(To do): Even if the data beneath seems repetitive, write it all out again exactly.

Saved data entries
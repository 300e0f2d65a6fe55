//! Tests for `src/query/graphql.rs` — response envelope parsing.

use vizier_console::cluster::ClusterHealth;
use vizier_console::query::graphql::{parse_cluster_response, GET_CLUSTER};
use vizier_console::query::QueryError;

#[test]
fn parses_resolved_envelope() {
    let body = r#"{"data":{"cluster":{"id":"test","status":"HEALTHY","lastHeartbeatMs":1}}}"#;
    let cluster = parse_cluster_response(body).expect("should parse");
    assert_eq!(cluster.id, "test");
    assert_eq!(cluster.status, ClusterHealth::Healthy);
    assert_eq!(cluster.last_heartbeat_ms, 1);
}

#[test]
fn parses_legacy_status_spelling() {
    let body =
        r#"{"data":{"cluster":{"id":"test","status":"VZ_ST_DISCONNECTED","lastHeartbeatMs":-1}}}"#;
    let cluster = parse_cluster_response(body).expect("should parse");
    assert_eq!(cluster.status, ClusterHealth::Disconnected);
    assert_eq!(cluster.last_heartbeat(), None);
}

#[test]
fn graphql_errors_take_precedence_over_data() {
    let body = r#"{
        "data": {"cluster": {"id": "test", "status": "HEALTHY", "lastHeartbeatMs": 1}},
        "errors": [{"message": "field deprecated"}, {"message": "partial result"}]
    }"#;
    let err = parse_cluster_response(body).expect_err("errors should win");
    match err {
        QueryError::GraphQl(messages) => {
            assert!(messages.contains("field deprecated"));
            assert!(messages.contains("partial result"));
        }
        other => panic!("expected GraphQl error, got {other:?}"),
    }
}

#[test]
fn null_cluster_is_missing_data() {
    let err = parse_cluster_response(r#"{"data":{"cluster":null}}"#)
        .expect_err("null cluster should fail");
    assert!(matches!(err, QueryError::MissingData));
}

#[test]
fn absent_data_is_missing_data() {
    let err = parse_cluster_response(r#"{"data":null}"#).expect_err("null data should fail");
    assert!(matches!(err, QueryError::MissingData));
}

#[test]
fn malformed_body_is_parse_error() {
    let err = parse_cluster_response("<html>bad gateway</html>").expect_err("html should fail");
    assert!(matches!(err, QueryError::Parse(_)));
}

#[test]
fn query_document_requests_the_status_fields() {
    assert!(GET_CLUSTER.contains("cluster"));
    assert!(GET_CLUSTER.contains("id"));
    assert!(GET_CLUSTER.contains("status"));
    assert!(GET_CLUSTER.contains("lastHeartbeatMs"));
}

(Worked solution):
repository 300e0f2d65a6fe55
//! Tests for `src/query/graphql.rs` — response envelope parsing.

use vizier_console::cluster::ClusterHealth;
use vizier_console::query::graphql::{parse_cluster_response, GET_CLUSTER};
use vizier_console::query::QueryError;

#[test]
fn parses_resolved_envelope() {
    let body = r#"{"data":{"cluster":{"id":"test","status":"HEALTHY","lastHeartbeatMs":1}}}"#;
    let cluster = parse_cluster_response(body).expect("should parse");
    assert_eq!(cluster.id, "test");
    assert_eq!(cluster.status, ClusterHealth::Healthy);
    assert_eq!(cluster.last_heartbeat_ms, 1);
}

#[test]
fn parses_legacy_status_spelling() {
    let body =
        r#"{"data":{"cluster":{"id":"test","status":"VZ_ST_DISCONNECTED","lastHeartbeatMs":-1}}}"#;
    let cluster = parse_cluster_response(body).expect("should parse");
    assert_eq!(cluster.status, ClusterHealth::Disconnected);
    assert_eq!(cluster.last_heartbeat(), None);
}

#[test]
fn graphql_errors_take_precedence_over_data() {
    let body = r#"{
        "data": {"cluster": {"id": "test", "status": "HEALTHY", "lastHeartbeatMs": 1}},
        "errors": [{"message": "field deprecated"}, {"message": "partial result"}]
    }"#;
    let err = parse_cluster_response(body).expect_err("errors should win");
    match err {
        QueryError::GraphQl(messages) => {
            assert!(messages.contains("field deprecated"));
            assert!(messages.contains("partial result"));
        }
        other => panic!("expected GraphQl error, got {other:?}"),
    }
}

#[test]
fn null_cluster_is_missing_data() {
    let err = parse_cluster_response(r#"{"data":{"cluster":null}}"#)
        .expect_err("null cluster should fail");
    assert!(matches!(err, QueryError::MissingData));
}

#[test]
fn absent_data_is_missing_data() {
    let err = parse_cluster_response(r#"{"data":null}"#).expect_err("null data should fail");
    assert!(matches!(err, QueryError::MissingData));
}

#[test]
fn malformed_body_is_parse_error() {
    let err = parse_cluster_response("<html>bad gateway</html>").expect_err("html should fail");
    assert!(matches!(err, QueryError::Parse(_)));
}

#[test]
fn query_document_requests_the_status_fields() {
    assert!(GET_CLUSTER.contains("cluster"));
    assert!(GET_CLUSTER.contains("id"));
    assert!(GET_CLUSTER.contains("status"));
    assert!(GET_CLUSTER.contains("lastHeartbeatMs"));
}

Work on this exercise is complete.